- _What you need to do_:
Pull each line holding "ScrollBehavior" out of the entries below.

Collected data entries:

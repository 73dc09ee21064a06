//! Smooth scrolling for same-document anchor links.
//!
//! Every `a[href^='#']` present at setup gets a click handler that
//! suppresses the default jump and smooth-scrolls the target's top to the
//! viewport top instead. Links added later are not covered.

use wasm_bindgen::closure::Closure;
use wasm_bindgen::JsCast;
use web_sys::{Document, Element, MouseEvent, ScrollBehavior, ScrollIntoViewOptions,
    ScrollLogicalPosition};

/// Extracts the target id from a pure-fragment href. Only `#some-id`
/// qualifies; a bare `#`, a path, or an absolute URL does not.
pub fn fragment_id(href: &str) -> Option<&str> {
    let id = href.strip_prefix('#')?;
    if id.is_empty() {
        None
    } else {
        Some(id)
    }
}

/// Binds the click interception to every qualifying link in the document.
pub fn bind(document: &Document) {
    let Ok(links) = document.query_selector_all("a[href^='#']") else {
        return;
    };

    for index in 0..links.length() {
        let Some(link) = links.item(index) else {
            continue;
        };
        let Ok(link) = link.dyn_into::<Element>() else {
            continue;
        };

        let document = document.clone();
        let link_handle = link.clone();
        let click_callback = Closure::wrap(Box::new(move |event: MouseEvent| {
            // Default navigation is suppressed before the fragment is
            // resolved, so a dangling fragment is a dead click rather
            // than a jump. Deliberate: changing this to fall back to the
            // default jump would be a behavior change.
            event.prevent_default();

            let Some(href) = link_handle.get_attribute("href") else {
                return;
            };
            let Some(id) = fragment_id(&href) else {
                return;
            };
            let Some(target) = document.get_element_by_id(id) else {
                return;
            };

            let options = ScrollIntoViewOptions::new();
            options.set_behavior(ScrollBehavior::Smooth);
            options.set_block(ScrollLogicalPosition::Start);
            target.scroll_into_view_with_scroll_into_view_options(&options);
        }) as Box<dyn FnMut(MouseEvent)>);

        if link
            .add_event_listener_with_callback("click", click_callback.as_ref().unchecked_ref())
            .is_ok()
        {
            click_callback.forget();
        }
    }
}

#[cfg(test)]
mod tests {
    use super::*;

    #[test]
    fn parses_pure_fragment_hrefs() {
        assert_eq!(fragment_id("#features"), Some("features"));
        assert_eq!(fragment_id("#performance"), Some("performance"));
    }

    #[test]
    fn rejects_everything_else() {
        assert_eq!(fragment_id("#"), None);
        assert_eq!(fragment_id(""), None);
        assert_eq!(fragment_id("/pricing"), None);
        assert_eq!(fragment_id("https://example.com/#features"), None);
    }
}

- _Answer to this task_:
use web_sys::{Document, Element, MouseEvent, ScrollBehavior, ScrollIntoViewOptions,
            options.set_behavior(ScrollBehavior::Smooth);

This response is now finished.